RunsAllowedReg = lm(RA ~ OOBP + OSLG, data=moneyball)
summary(RunsAllowedReg)
Call:
lm(formula = RA ~ OOBP + OSLG, data = moneyball)
Residuals:
Min 1Q Median 3Q Max
-82.397 -15.178 -0.129 17.679 60.955
Coefficients:
Estimate Std. Error t value Pr(>|t|)
(Intercept) -837.38 60.26 -13.897 < 2e-16 ***
OOBP 2913.60 291.97 9.979 4.46e-16 ***
OSLG 1514.29 175.43 8.632 2.55e-13 ***
---
Signif. codes:
0 ‘***’ 0.001 ‘**’ 0.01 ‘*’ 0.05 ‘.’ 0.1 ‘ ’ 1
Residual standard error: 25.67 on 87 degrees of freedom
(812 observations deleted due to missingness)
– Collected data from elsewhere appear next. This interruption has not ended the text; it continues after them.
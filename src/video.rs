//! Frame layout and ffmpeg muxing.
//!
//! The assembler works in three ffmpeg passes: encode the resized frames into a silent
//! XVID video, concatenate the narration clips into a single track, then mux that track
//! onto the video while re-encoding to H.264/AAC. The final duration always equals the
//! silent video's (frames / fps); narration that runs longer is cut off.

use std::fs;
use std::io::{BufWriter, Write};
use std::path::{Path, PathBuf};
use std::process::Command;

use anyhow::{Context, Result, ensure};
use image::imageops::FilterType;
use tracing::{debug, info, warn};

use crate::demux::audio_duration_seconds;
use crate::fetch::open_image;
use crate::opts::PipelineOpts;
use crate::tool;

/// Narration/picture drift tolerated before we log about it.
const DURATION_WARN_SECONDS: f64 = 0.5;

/// Paths produced by [`VideoAssembler::assemble`].
#[derive(Debug, Clone)]
pub struct AssembledVideo {
    pub silent_video: PathBuf,
    pub final_video: PathBuf,
    pub frame_count: usize,
    pub duration_seconds: f64,
}

pub struct VideoAssembler {
    ffmpeg: String,
    scratch_parent: PathBuf,
    frame_width: u32,
    frame_height: u32,
    fps: u32,
    silent_video: PathBuf,
    final_video: PathBuf,
}

impl VideoAssembler {
    pub fn from_opts(opts: &PipelineOpts) -> Self {
        Self {
            ffmpeg: "ffmpeg".to_owned(),
            scratch_parent: opts.work_dir.clone(),
            frame_width: opts.frame_width,
            frame_height: opts.frame_height,
            fps: opts.fps,
            silent_video: opts.silent_video_path(),
            final_video: opts.final_video_path(),
        }
    }

    /// Override the program name or path (defaults to `ffmpeg` on `PATH`).
    pub fn ffmpeg(mut self, program: impl Into<String>) -> Self {
        self.ffmpeg = program.into();
        self
    }

    /// Build the silent video from `images` and mux the concatenated `audio` onto it.
    ///
    /// Both slices are consumed in order. Intermediate frames and the joined narration
    /// track live in a scratch directory that is removed on return.
    pub fn assemble(&self, images: &[PathBuf], audio: &[PathBuf]) -> Result<AssembledVideo> {
        ensure!(!images.is_empty(), "no images to assemble into a video");
        ensure!(!audio.is_empty(), "no narration audio to mux");
        ensure!(self.fps > 0, "fps must be positive");

        let scratch = tempfile::Builder::new()
            .prefix("frames-")
            .tempdir_in(&self.scratch_parent)
            .context("failed to create scratch directory")?;

        let frame_count = write_frames(
            images,
            scratch.path(),
            self.frame_width,
            self.frame_height,
        )?;
        self.encode_silent(scratch.path())?;
        info!(video = %self.silent_video.display(), frames = frame_count, "silent video created");

        let narration = self.concat_audio(audio, scratch.path())?;

        let duration_seconds = frame_count as f64 / self.fps as f64;
        match audio_duration_seconds(&narration) {
            Ok(audio_seconds)
                if (audio_seconds - duration_seconds).abs() > DURATION_WARN_SECONDS =>
            {
                warn!(
                    video_seconds = duration_seconds,
                    audio_seconds, "narration length differs from video length"
                );
            }
            Ok(audio_seconds) => debug!(audio_seconds, "narration length matches video"),
            Err(err) => warn!(error = %format!("{err:#}"), "could not measure narration length"),
        }

        self.mux(&narration, duration_seconds)?;
        info!(video = %self.final_video.display(), seconds = duration_seconds, "final video saved");

        Ok(AssembledVideo {
            silent_video: self.silent_video.clone(),
            final_video: self.final_video.clone(),
            frame_count,
            duration_seconds,
        })
    }

    fn encode_silent(&self, frames_dir: &Path) -> Result<()> {
        let fps = self.fps.to_string();
        tool::run(
            Command::new(&self.ffmpeg)
                .args(["-y", "-loglevel", "error", "-framerate"])
                .arg(&fps)
                .arg("-i")
                .arg(frames_dir.join("frame_%05d.png"))
                .args(["-c:v", "mpeg4", "-vtag", "XVID", "-q:v", "5"])
                .args(["-pix_fmt", "yuv420p", "-r"])
                .arg(&fps)
                .arg(&self.silent_video),
        )
        .context("failed to encode silent video")?;
        Ok(())
    }

    /// Join the narration clips with ffmpeg's concat demuxer (stream copy, no re-encode).
    fn concat_audio(&self, audio: &[PathBuf], scratch: &Path) -> Result<PathBuf> {
        let list_path = scratch.join("narration.txt");
        write_concat_list(&list_path, audio)?;

        let ext = audio[0]
            .extension()
            .and_then(|e| e.to_str())
            .unwrap_or("mp3");
        let out = scratch.join(format!("narration.{ext}"));

        tool::run(
            Command::new(&self.ffmpeg)
                .args(["-y", "-loglevel", "error", "-f", "concat", "-safe", "0", "-i"])
                .arg(&list_path)
                .args(["-c", "copy"])
                .arg(&out),
        )
        .context("failed to concatenate narration audio")?;

        debug!(clips = audio.len(), track = %out.display(), "narration concatenated");
        Ok(out)
    }

    fn mux(&self, narration: &Path, duration_seconds: f64) -> Result<()> {
        let fps = self.fps.to_string();
        tool::run(
            Command::new(&self.ffmpeg)
                .args(["-y", "-loglevel", "error", "-i"])
                .arg(&self.silent_video)
                .arg("-i")
                .arg(narration)
                .args(["-map", "0:v:0", "-map", "1:a:0"])
                .args(["-c:v", "libx264", "-pix_fmt", "yuv420p", "-r"])
                .arg(&fps)
                .args(["-c:a", "aac", "-t"])
                .arg(format!("{duration_seconds:.3}"))
                .arg(&self.final_video),
        )
        .context("failed to mux narration onto video")?;
        Ok(())
    }
}

/// Resize every image to exactly `width`x`height` (aspect ratio is not preserved) and
/// write them as `frame_00000.png`, `frame_00001.png`, ... into `dir`.
pub fn write_frames(images: &[PathBuf], dir: &Path, width: u32, height: u32) -> Result<usize> {
    fs::create_dir_all(dir)
        .with_context(|| format!("failed to create frames dir: {}", dir.display()))?;

    for (i, path) in images.iter().enumerate() {
        let img = open_image(path)?;
        let frame = img.resize_exact(width, height, FilterType::Triangle).to_rgb8();

        let frame_path = dir.join(format!("frame_{i:05}.png"));
        frame
            .save(&frame_path)
            .with_context(|| format!("failed to write frame {}", frame_path.display()))?;
    }

    Ok(images.len())
}

/// Write an ffmpeg concat-demuxer list referencing `files` by absolute path.
pub fn write_concat_list(list_path: &Path, files: &[PathBuf]) -> Result<()> {
    let file = fs::File::create(list_path)
        .with_context(|| format!("failed to create concat list: {}", list_path.display()))?;
    let mut writer = BufWriter::new(file);

    for path in files {
        let abs = std::path::absolute(path)
            .with_context(|| format!("failed to resolve {}", path.display()))?;
        writeln!(writer, "file '{}'", escape_concat_path(&abs.to_string_lossy()))?;
    }

    writer.flush()?;
    Ok(())
}

/// Quote a path for the concat demuxer: `'` becomes `'\''`.
fn escape_concat_path(path: &str) -> String {
    path.replace('\'', r"'\''")
}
Multiple R-squared: 0.9073, Adjusted R-squared: 0.9052
F-statistic: 425.8 on 2 and 87 DF, p-value: < 2.2e-16
OOBP and OSLG are both signifiant at a 5% significance level. They explain almost 90% of the varience in the model
In-Class Activity 8: Part B
ExpectedRunsAllowed = -837.38+2913.60*(0.267)+1514.29*(0.392)
ExpectedRunsAllowed
[1] 534.1529
We expect there to be about 534 runs allowed.